EXERCISE DIRECTIONS
Go to the line below containing "#[serde(default)]" and print exactly from there through the line containing "type and bytes.", both included. Print nothing else.

Saved entries
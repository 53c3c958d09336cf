use base64::{engine::general_purpose::STANDARD, Engine as _};
use serde::{Deserialize, Serialize};

use super::common::required;
use crate::error::Result;

/// Generation parameters attached to every image request.
#[derive(Debug, Clone, Copy, PartialEq, Eq)]
pub struct ImageSpec {
    pub width: u32,
    pub height: u32,
    pub output_format: &'static str,
    pub mime_type: &'static str,
}

pub const IMAGE_SPEC: ImageSpec = ImageSpec {
    width: 1024,
    height: 1024,
    output_format: "jpeg",
    mime_type: "image/jpeg",
};

#[derive(Debug, Clone, Default, Deserialize)]
pub struct GenerateImageRequest {
    #[serde(default)]
    pub prompt: Option<String>,
}

impl GenerateImageRequest {
    pub fn new(prompt: impl Into<String>) -> Self {
        Self {
            prompt: Some(prompt.into()),
        }
    }

    pub fn prompt(&self) -> Result<&str> {
        required(self.prompt.as_deref(), "prompt")
    }
}

#[derive(Debug, Clone, Serialize, Deserialize, PartialEq)]
#[serde(rename_all = "camelCase")]
pub struct GenerateImageResult {
    pub image_url: String,
}

/// Inlines binary content as a `data:<mime>;base64,<payload>` URI.
pub fn to_data_uri(mime_type: &str, bytes: &[u8]) -> String {
    format!("data:{};base64,{}", mime_type, STANDARD.encode(bytes))
}

/// Splits a base64 data URI back into its mime type and bytes.
pub fn decode_data_uri(uri: &str) -> Option<(String, Vec<u8>)> {
    let rest = uri.strip_prefix("data:")?;
    let (mime_type, payload) = rest.split_once(";base64,")?;
    let bytes = STANDARD.decode(payload).ok()?;
    Some((mime_type.to_string(), bytes))
}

PROBLEM SOLUTION
    #[serde(default)]
    pub prompt: Option<String>,
}

impl GenerateImageRequest {
    pub fn new(prompt: impl Into<String>) -> Self {
        Self {
            prompt: Some(prompt.into()),
        }
    }

    pub fn prompt(&self) -> Result<&str> {
        required(self.prompt.as_deref(), "prompt")
    }
}

#[derive(Debug, Clone, Serialize, Deserialize, PartialEq)]
#[serde(rename_all = "camelCase")]
pub struct GenerateImageResult {
    pub image_url: String,
}

/// Inlines binary content as a `data:<mime>;base64,<payload>` URI.
pub fn to_data_uri(mime_type: &str, bytes: &[u8]) -> String {
    format!("data:{};base64,{}", mime_type, STANDARD.encode(bytes))
}

/// Splits a base64 data URI back into its mime type and bytes.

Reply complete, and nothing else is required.